Stored data
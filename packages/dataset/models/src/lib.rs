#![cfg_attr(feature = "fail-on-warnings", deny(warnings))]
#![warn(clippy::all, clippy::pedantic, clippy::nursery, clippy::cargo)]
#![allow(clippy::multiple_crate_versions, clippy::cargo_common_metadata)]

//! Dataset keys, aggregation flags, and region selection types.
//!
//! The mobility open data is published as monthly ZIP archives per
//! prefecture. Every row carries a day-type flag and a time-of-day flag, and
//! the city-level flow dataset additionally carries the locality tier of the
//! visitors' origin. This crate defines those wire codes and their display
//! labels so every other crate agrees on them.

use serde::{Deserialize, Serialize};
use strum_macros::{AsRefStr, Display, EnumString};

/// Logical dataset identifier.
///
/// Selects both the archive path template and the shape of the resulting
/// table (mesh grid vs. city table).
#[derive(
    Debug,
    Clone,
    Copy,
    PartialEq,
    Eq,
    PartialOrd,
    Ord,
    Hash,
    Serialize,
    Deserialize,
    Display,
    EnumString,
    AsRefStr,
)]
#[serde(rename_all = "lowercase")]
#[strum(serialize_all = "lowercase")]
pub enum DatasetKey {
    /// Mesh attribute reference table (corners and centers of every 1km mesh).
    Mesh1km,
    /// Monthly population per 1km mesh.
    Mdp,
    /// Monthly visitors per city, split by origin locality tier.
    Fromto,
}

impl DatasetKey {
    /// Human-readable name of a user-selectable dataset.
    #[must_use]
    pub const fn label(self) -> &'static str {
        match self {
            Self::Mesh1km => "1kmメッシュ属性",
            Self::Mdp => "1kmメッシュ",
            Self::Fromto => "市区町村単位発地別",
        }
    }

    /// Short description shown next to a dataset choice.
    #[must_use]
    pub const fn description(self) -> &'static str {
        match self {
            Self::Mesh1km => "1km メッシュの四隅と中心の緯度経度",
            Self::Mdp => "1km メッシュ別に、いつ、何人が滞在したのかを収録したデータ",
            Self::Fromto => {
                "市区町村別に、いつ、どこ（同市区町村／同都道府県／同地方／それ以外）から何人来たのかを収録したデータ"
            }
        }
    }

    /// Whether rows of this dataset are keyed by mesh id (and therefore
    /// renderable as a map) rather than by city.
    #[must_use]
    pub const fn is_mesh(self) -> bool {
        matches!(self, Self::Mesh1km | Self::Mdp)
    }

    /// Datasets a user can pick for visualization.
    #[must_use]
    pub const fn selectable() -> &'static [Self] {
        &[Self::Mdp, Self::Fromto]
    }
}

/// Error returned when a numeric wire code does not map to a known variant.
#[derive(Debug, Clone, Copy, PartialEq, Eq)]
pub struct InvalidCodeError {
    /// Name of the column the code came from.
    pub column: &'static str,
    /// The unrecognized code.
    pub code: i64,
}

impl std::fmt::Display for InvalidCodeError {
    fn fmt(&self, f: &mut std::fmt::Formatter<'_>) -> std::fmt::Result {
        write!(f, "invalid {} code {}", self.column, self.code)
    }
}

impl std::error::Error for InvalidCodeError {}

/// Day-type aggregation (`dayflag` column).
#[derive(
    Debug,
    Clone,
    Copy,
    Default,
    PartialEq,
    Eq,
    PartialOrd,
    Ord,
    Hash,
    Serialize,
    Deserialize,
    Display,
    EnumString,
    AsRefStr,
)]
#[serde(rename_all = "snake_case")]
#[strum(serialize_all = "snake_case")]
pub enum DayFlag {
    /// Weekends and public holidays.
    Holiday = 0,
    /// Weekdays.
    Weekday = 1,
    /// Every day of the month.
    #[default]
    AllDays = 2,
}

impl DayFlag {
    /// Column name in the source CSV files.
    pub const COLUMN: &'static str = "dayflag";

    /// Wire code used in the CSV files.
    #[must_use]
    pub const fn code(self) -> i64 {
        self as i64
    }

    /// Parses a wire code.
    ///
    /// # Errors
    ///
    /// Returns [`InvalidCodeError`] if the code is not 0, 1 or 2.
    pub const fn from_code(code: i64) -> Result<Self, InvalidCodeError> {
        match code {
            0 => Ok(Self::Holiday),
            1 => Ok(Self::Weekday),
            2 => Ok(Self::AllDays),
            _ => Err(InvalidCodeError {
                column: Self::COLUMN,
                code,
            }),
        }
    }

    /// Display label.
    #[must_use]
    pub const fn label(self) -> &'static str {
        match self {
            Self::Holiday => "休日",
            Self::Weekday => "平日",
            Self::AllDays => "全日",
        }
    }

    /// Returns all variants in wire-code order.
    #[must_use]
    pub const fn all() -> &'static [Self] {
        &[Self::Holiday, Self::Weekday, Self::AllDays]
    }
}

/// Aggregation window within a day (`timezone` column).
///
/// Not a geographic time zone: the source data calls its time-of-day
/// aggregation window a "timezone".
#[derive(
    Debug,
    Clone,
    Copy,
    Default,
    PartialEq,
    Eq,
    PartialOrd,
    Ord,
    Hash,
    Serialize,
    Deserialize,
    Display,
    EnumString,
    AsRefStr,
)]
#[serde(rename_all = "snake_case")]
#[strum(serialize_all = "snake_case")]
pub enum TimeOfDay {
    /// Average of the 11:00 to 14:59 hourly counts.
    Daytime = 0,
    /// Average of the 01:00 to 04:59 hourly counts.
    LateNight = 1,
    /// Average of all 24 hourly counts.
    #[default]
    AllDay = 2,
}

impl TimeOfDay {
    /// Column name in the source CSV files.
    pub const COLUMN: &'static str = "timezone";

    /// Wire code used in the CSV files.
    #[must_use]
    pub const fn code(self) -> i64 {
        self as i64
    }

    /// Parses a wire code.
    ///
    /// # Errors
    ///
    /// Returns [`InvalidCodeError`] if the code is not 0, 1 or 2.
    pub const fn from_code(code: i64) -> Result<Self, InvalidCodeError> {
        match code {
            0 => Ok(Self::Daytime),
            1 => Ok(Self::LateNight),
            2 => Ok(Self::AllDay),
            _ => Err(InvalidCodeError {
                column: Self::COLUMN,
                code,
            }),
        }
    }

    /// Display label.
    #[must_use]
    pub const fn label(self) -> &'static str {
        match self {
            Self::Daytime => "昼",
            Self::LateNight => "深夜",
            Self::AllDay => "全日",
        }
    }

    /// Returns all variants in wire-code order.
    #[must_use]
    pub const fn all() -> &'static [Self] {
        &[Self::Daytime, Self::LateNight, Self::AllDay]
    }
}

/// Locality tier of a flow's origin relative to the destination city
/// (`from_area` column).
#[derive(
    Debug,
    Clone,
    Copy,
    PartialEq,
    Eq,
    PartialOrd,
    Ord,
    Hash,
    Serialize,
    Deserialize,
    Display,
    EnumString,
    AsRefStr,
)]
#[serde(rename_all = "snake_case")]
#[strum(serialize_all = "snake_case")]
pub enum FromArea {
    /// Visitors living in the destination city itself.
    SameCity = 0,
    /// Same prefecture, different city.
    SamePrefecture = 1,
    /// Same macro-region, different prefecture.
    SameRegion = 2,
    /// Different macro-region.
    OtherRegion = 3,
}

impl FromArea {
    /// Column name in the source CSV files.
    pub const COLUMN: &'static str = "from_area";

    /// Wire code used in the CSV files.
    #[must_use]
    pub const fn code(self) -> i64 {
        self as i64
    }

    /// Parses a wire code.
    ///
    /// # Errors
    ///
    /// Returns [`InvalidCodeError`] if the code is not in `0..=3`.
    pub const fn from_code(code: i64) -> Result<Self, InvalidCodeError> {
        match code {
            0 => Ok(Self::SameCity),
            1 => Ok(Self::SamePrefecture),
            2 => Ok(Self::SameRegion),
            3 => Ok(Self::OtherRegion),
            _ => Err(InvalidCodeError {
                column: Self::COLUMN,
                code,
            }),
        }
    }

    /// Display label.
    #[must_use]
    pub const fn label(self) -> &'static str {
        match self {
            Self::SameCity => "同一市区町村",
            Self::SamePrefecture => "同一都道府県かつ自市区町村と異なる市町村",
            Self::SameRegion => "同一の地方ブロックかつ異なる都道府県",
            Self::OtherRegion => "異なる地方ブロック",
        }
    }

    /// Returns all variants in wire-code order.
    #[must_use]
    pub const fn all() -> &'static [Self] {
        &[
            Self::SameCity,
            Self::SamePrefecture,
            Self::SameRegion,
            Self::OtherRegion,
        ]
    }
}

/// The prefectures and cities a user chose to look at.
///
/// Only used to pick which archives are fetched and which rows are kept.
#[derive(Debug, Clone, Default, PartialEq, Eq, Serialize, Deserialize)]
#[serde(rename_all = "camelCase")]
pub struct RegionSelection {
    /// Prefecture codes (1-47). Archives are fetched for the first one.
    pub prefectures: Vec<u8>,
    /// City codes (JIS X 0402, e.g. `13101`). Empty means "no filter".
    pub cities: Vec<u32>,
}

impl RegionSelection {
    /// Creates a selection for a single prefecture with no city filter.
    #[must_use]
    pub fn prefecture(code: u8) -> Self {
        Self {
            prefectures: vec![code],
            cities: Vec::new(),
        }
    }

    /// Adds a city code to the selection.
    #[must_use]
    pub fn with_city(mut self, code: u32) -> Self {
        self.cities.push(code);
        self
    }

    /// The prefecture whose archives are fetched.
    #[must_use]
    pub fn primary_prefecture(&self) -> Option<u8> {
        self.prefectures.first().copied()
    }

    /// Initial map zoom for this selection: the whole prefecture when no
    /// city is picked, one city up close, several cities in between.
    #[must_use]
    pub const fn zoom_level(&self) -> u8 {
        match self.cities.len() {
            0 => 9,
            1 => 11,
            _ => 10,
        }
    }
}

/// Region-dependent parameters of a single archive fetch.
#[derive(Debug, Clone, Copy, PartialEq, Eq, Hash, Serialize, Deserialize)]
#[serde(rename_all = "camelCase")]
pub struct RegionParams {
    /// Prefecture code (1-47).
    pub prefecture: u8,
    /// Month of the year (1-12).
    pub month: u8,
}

Activity: Looking through the data above, copy out each line in which the string "fetched" occurs.

Task result:
/// Only used to pick which archives are fetched and which rows are kept.
    /// Prefecture codes (1-47). Archives are fetched for the first one.
    /// The prefecture whose archives are fetched.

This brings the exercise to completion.